**Work task:**
For this exercise, copy each line of the records that contains the word "flush".

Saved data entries
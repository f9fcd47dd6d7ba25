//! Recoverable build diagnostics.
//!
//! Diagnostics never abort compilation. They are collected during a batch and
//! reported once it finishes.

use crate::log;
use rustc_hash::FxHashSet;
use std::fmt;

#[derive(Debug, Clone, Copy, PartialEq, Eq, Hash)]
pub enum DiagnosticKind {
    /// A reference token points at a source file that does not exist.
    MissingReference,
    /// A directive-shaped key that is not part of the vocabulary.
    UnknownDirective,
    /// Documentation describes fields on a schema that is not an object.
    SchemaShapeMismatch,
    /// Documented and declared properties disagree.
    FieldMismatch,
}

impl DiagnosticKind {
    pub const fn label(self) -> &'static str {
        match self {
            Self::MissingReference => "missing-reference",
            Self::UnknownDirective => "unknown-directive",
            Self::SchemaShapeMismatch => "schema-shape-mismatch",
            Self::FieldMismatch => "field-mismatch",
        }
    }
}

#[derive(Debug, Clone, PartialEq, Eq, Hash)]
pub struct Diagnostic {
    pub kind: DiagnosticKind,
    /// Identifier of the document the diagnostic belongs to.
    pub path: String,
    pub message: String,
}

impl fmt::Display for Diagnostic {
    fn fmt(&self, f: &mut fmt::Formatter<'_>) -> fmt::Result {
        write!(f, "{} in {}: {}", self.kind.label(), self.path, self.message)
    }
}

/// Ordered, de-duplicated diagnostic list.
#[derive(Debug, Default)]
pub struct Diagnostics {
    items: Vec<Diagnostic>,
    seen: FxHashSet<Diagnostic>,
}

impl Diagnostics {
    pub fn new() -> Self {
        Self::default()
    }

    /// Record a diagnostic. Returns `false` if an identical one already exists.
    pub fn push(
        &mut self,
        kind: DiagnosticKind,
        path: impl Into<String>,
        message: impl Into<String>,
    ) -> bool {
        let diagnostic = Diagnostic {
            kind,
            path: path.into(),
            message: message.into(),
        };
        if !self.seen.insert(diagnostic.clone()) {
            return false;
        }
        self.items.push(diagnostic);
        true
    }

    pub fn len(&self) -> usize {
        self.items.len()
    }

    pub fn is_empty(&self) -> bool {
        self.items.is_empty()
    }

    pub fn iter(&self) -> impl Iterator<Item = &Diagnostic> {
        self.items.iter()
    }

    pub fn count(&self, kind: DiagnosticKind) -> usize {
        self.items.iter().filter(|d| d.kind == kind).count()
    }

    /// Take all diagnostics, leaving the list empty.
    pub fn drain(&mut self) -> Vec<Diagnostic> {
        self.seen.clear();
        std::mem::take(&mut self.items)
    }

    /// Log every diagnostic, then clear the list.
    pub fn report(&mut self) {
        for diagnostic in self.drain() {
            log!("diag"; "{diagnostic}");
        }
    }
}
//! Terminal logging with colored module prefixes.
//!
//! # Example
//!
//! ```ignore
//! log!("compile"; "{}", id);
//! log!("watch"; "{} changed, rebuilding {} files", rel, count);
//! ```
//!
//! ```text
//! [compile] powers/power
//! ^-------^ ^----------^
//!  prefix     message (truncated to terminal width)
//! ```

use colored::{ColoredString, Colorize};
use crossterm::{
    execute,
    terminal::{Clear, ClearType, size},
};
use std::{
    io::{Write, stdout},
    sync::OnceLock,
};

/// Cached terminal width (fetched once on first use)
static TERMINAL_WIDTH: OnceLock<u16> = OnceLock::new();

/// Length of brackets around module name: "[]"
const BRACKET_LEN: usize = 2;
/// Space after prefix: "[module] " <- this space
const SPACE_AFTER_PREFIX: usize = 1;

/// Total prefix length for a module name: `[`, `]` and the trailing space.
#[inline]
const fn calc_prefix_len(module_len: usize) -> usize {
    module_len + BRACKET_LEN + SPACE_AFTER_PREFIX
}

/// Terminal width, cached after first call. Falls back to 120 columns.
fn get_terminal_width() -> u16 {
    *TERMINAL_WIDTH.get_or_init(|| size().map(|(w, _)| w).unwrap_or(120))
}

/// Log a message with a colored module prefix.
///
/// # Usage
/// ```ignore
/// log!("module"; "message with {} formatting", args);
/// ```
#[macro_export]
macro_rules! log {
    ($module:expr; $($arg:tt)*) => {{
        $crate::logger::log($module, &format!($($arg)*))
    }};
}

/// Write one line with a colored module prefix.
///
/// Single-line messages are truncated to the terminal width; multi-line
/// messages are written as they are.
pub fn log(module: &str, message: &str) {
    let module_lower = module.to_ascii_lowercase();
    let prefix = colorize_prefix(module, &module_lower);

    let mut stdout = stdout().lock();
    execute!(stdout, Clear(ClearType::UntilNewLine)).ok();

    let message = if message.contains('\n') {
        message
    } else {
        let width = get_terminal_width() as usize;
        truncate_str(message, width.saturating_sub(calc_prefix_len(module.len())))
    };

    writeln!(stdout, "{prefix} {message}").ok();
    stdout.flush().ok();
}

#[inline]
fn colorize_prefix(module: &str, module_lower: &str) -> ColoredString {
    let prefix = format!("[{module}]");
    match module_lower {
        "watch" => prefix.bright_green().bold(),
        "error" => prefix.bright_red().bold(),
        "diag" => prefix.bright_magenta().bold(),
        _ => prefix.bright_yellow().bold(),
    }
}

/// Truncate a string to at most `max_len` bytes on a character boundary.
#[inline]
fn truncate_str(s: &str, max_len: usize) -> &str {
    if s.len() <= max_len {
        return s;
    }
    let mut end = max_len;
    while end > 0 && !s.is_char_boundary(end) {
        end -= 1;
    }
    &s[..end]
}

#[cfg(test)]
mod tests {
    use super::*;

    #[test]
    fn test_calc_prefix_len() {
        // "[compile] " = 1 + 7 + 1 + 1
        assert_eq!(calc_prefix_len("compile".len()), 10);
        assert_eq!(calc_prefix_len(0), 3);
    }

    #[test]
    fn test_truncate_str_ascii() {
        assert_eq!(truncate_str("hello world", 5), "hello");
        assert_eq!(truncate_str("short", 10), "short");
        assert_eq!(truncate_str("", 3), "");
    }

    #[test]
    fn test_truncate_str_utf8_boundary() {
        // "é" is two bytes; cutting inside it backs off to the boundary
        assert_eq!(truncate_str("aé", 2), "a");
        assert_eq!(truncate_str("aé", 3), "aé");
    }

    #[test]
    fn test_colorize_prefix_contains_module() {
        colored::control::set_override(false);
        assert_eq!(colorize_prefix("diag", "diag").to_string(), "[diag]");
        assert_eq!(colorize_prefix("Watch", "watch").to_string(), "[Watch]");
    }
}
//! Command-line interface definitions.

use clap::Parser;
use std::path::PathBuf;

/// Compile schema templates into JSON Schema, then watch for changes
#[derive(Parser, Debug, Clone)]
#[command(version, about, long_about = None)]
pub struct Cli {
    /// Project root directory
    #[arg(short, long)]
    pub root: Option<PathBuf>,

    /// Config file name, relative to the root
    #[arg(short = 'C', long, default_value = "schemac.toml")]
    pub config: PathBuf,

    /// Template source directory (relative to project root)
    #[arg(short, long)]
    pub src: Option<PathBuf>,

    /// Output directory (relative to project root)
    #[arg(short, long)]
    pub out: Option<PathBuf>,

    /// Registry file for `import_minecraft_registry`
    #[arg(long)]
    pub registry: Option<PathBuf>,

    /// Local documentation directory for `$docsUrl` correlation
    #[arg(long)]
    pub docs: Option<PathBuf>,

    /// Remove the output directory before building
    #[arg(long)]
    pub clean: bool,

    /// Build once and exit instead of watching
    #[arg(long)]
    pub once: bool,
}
...
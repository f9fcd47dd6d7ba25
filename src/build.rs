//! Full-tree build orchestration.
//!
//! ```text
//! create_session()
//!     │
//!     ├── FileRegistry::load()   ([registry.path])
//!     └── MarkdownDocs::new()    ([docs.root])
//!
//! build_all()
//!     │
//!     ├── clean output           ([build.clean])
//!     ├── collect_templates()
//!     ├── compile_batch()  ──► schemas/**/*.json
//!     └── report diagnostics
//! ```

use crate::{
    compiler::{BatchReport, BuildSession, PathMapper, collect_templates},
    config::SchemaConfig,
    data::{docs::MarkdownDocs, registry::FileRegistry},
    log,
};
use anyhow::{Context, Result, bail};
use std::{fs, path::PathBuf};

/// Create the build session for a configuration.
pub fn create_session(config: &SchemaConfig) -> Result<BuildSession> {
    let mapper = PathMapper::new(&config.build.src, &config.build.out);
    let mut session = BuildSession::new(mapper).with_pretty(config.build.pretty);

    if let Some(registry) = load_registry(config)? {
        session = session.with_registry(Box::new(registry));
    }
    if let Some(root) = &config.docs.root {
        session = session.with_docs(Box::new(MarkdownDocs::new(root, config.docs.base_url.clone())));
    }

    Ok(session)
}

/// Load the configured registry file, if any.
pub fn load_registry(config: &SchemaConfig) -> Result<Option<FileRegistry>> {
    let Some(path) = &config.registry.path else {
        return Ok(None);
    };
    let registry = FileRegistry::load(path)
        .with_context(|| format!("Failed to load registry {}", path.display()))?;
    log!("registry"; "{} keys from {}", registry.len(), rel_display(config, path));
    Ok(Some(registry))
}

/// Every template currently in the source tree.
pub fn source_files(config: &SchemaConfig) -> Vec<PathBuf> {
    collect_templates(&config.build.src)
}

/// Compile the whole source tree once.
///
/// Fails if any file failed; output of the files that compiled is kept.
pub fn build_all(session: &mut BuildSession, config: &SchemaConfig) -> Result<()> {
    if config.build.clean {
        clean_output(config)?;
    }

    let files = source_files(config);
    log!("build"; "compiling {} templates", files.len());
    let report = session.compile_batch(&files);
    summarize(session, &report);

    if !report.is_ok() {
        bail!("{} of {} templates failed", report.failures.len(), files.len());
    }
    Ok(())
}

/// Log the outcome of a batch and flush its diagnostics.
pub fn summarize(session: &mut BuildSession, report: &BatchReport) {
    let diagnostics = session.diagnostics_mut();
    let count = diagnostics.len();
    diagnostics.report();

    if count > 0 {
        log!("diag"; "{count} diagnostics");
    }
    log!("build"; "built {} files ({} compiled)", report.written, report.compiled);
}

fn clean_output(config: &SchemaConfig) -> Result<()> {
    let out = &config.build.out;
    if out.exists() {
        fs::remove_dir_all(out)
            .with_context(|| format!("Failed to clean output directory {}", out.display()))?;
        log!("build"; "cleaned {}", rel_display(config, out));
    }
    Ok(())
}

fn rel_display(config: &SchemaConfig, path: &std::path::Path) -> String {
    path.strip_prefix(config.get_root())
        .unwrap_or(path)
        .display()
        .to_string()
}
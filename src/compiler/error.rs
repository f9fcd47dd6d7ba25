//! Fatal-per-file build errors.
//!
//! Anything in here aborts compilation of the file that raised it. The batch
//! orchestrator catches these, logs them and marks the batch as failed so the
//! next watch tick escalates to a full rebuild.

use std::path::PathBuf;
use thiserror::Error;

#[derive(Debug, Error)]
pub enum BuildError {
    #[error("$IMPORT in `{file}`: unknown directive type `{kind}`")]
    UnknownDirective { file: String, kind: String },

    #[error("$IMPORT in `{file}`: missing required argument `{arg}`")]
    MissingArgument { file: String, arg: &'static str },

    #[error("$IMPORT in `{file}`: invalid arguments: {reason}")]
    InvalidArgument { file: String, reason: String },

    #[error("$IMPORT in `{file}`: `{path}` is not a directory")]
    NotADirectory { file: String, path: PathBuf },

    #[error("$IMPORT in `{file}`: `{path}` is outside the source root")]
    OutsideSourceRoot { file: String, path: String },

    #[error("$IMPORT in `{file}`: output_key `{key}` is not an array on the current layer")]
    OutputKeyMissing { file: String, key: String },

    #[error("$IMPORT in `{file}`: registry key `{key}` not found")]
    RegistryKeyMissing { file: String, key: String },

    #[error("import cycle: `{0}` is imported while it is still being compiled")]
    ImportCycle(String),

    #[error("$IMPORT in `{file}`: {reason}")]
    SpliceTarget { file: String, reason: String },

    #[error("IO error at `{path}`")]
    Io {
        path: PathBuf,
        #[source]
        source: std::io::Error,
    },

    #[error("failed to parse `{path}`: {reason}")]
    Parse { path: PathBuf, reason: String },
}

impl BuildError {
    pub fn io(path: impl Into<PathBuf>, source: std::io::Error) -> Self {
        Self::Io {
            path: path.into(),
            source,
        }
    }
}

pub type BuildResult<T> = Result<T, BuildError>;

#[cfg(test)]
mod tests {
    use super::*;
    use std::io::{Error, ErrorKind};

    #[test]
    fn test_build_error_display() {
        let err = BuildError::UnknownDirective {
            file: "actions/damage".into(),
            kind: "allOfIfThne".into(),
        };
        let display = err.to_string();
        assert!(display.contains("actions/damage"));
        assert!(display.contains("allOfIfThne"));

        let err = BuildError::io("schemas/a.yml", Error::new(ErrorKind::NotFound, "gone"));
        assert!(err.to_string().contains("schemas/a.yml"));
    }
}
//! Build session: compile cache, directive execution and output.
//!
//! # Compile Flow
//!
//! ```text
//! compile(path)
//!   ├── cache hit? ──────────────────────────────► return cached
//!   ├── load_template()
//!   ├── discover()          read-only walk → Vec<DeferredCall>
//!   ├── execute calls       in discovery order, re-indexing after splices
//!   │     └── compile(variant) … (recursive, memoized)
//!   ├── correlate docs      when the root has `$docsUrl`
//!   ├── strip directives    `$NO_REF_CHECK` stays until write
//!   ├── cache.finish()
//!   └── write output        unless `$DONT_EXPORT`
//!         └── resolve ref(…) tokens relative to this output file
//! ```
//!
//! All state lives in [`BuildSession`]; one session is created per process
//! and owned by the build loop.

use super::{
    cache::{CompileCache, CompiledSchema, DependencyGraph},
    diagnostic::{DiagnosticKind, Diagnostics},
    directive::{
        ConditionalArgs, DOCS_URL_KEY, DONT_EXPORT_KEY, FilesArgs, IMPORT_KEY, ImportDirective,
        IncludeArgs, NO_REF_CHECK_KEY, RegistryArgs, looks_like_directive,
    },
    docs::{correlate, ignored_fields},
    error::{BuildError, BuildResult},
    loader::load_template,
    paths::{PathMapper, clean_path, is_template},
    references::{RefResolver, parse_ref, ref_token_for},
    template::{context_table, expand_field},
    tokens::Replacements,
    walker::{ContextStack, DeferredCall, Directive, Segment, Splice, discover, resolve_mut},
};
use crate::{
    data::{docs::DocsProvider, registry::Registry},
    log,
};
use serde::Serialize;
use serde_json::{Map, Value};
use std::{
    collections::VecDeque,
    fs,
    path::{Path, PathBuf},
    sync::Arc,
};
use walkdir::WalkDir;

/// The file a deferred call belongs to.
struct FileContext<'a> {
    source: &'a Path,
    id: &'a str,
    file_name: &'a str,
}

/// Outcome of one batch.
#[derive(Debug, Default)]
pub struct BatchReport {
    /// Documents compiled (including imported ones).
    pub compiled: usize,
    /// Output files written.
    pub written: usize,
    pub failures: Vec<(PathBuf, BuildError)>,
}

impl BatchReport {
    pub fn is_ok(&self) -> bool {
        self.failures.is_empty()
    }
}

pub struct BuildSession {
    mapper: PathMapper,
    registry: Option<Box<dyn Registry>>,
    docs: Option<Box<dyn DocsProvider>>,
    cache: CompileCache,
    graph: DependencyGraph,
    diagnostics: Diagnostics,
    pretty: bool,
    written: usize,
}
...
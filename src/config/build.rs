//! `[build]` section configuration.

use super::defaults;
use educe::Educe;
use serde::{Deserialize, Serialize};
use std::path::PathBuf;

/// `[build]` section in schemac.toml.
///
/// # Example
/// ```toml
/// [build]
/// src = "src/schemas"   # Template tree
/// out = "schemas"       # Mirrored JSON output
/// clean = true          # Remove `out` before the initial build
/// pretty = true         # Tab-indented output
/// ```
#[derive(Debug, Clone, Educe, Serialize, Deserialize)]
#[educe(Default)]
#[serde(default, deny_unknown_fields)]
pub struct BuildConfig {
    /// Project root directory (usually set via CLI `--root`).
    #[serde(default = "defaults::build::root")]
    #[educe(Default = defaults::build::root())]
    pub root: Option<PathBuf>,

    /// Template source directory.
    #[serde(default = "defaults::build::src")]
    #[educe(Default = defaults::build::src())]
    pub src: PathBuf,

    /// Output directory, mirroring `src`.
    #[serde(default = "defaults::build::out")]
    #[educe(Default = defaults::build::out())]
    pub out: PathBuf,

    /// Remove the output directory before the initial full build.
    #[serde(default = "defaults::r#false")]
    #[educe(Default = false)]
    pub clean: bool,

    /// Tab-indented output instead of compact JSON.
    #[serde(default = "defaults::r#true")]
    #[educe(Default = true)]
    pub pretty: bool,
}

**Answer box:**
    stdout.flush().ok();
/// Log the outcome of a batch and flush its diagnostics.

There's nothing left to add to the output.